use serde::{Deserialize, Serialize};

use crate::codec::{decode_b64, encode_b64};
use crate::error::ProtocolError;

/// AES-GCM nonce length carried in the `iv` field of a record.
pub const IV_LEN: usize = 12;

/// Salt length at the front of a backup blob.
pub const BACKUP_SALT_LEN: usize = 16;

/// Nonce length following the salt in a backup blob.
pub const BACKUP_IV_LEN: usize = 12;

/// Current version of the verification payload schema.
pub const VERIFICATION_VERSION: u32 = 1;

/// Suffix appended to the application tag to form the verification `type`.
pub const VERIFICATION_TYPE_SUFFIX: &str = "e2e";

/// An encrypted message as handed to the relay/storage collaborator.
///
/// The collaborator stores this verbatim next to its own metadata (sender and
/// recipient ids, timestamps) and never needs to decrypt it.
#[derive(Debug, Clone, PartialEq, Eq, Serialize, Deserialize)]
#[serde(rename_all = "camelCase")]
pub struct EncryptedRecord {
    /// Base64 AES-GCM ciphertext with appended tag.
    pub ciphertext: String,
    /// Base64 96-bit nonce.
    pub iv: String,
    /// Base64 exported public key of the sender.
    pub sender_public_key: String,
    /// Index the message key was derived at.
    pub message_index: u64,
}

impl EncryptedRecord {
    pub fn new(
        ciphertext: &[u8],
        iv: &[u8; IV_LEN],
        sender_public_key: &[u8],
        message_index: u64,
    ) -> Self {
        Self {
            ciphertext: encode_b64(ciphertext),
            iv: encode_b64(iv),
            sender_public_key: encode_b64(sender_public_key),
            message_index,
        }
    }

    pub fn ciphertext_bytes(&self) -> Result<Vec<u8>, ProtocolError> {
        decode_b64("ciphertext", &self.ciphertext)
    }

    /// Decoded nonce; anything other than 12 bytes is rejected.
    pub fn iv_bytes(&self) -> Result<[u8; IV_LEN], ProtocolError> {
        let raw = decode_b64("iv", &self.iv)?;
        raw.as_slice()
            .try_into()
            .map_err(|_| ProtocolError::InvalidLength {
                field: "iv",
                expected: IV_LEN,
                got: raw.len(),
            })
    }

    pub fn sender_public_key_bytes(&self) -> Result<Vec<u8>, ProtocolError> {
        decode_b64("senderPublicKey", &self.sender_public_key)
    }
}

/// Payload encoded into a scannable code for out-of-band identity checks.
///
/// Unknown fields are rejected so that a payload of a different shape never
/// half-parses.
#[derive(Debug, Clone, PartialEq, Eq, Serialize, Deserialize)]
#[serde(rename_all = "camelCase", deny_unknown_fields)]
pub struct VerificationPayload {
    #[serde(rename = "type")]
    pub kind: String,
    pub version: u32,
    /// Base64 exported public key.
    pub public_key: String,
    /// Short fingerprint of `public_key`.
    pub fingerprint: String,
}

impl VerificationPayload {
    /// Build the `type` tag for an application tag, e.g. `parcel_` -> `parcel_e2e`.
    pub fn type_tag(app_tag: &str) -> String {
        format!("{app_tag}{VERIFICATION_TYPE_SUFFIX}")
    }
}

/// A location fix shared between peers.
#[derive(Debug, Clone, Copy, PartialEq, Serialize, Deserialize)]
#[serde(rename_all = "camelCase")]
pub struct Coordinates {
    pub lat: f64,
    pub lng: f64,
    /// Horizontal accuracy in meters, when the platform reports one.
    #[serde(default, skip_serializing_if = "Option::is_none")]
    pub accuracy: Option<f64>,
    /// Unix time in milliseconds when the fix was taken.
    pub recorded_at: u64,
}

/// A password-wrapped identity key pair: `salt || iv || ciphertext`.
#[derive(Debug, Clone, PartialEq, Eq)]
pub struct BackupBlob {
    pub salt: [u8; BACKUP_SALT_LEN],
    pub iv: [u8; BACKUP_IV_LEN],
    /// AES-GCM ciphertext with appended tag.
    pub ciphertext: Vec<u8>,
}

#[cfg(test)]
mod tests {
    use super::*;

    #[test]
    fn record_uses_camel_case_wire_names() {
        let record = EncryptedRecord::new(b"ct", &[7u8; IV_LEN], &[1u8; 32], 3);
        let json = serde_json::to_value(&record).unwrap();
        assert!(json.get("senderPublicKey").is_some());
        assert_eq!(json["messageIndex"], 3);
        assert!(json.get("sender_public_key").is_none());
    }

    #[test]
    fn record_accessors_decode_fields() {
        let record = EncryptedRecord::new(b"ciphertext", &[9u8; IV_LEN], &[2u8; 32], 0);
        assert_eq!(record.ciphertext_bytes().unwrap(), b"ciphertext");
        assert_eq!(record.iv_bytes().unwrap(), [9u8; IV_LEN]);
        assert_eq!(record.sender_public_key_bytes().unwrap(), vec![2u8; 32]);
    }

    #[test]
    fn short_iv_rejected() {
        let mut record = EncryptedRecord::new(b"ct", &[0u8; IV_LEN], &[1u8; 32], 0);
        record.iv = encode_b64(&[0u8; 8]);
        assert!(matches!(
            record.iv_bytes(),
            Err(ProtocolError::InvalidLength { field: "iv", expected: 12, got: 8 })
        ));
    }

    #[test]
    fn garbage_iv_rejected() {
        let mut record = EncryptedRecord::new(b"ct", &[0u8; IV_LEN], &[1u8; 32], 0);
        record.iv = "!!not base64!!".into();
        assert!(matches!(
            record.iv_bytes(),
            Err(ProtocolError::Base64 { field: "iv", .. })
        ));
    }

    #[test]
    fn verification_type_tag() {
        assert_eq!(VerificationPayload::type_tag("parcel_"), "parcel_e2e");
    }

    #[test]
    fn verification_payload_wire_shape() {
        let payload = VerificationPayload {
            kind: "parcel_e2e".into(),
            version: VERIFICATION_VERSION,
            public_key: "AAAA".into(),
            fingerprint: "0000 1111 2222 3333".into(),
        };
        let json = serde_json::to_value(&payload).unwrap();
        assert_eq!(json["type"], "parcel_e2e");
        assert_eq!(json["version"], 1);
        assert_eq!(json["publicKey"], "AAAA");
    }

    #[test]
    fn coordinates_omit_missing_accuracy() {
        let coords = Coordinates {
            lat: 52.52,
            lng: 13.405,
            accuracy: None,
            recorded_at: 1_700_000_000_000,
        };
        let json = serde_json::to_string(&coords).unwrap();
        assert!(!json.contains("accuracy"));
        assert!(json.contains("recordedAt"));
    }
}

○ ○ ○ ○ ○

What you will do: Collect the lines of the data that carry the word "with".

Answer for this exercise:
    /// Base64 AES-GCM ciphertext with appended tag.
    /// AES-GCM ciphertext with appended tag.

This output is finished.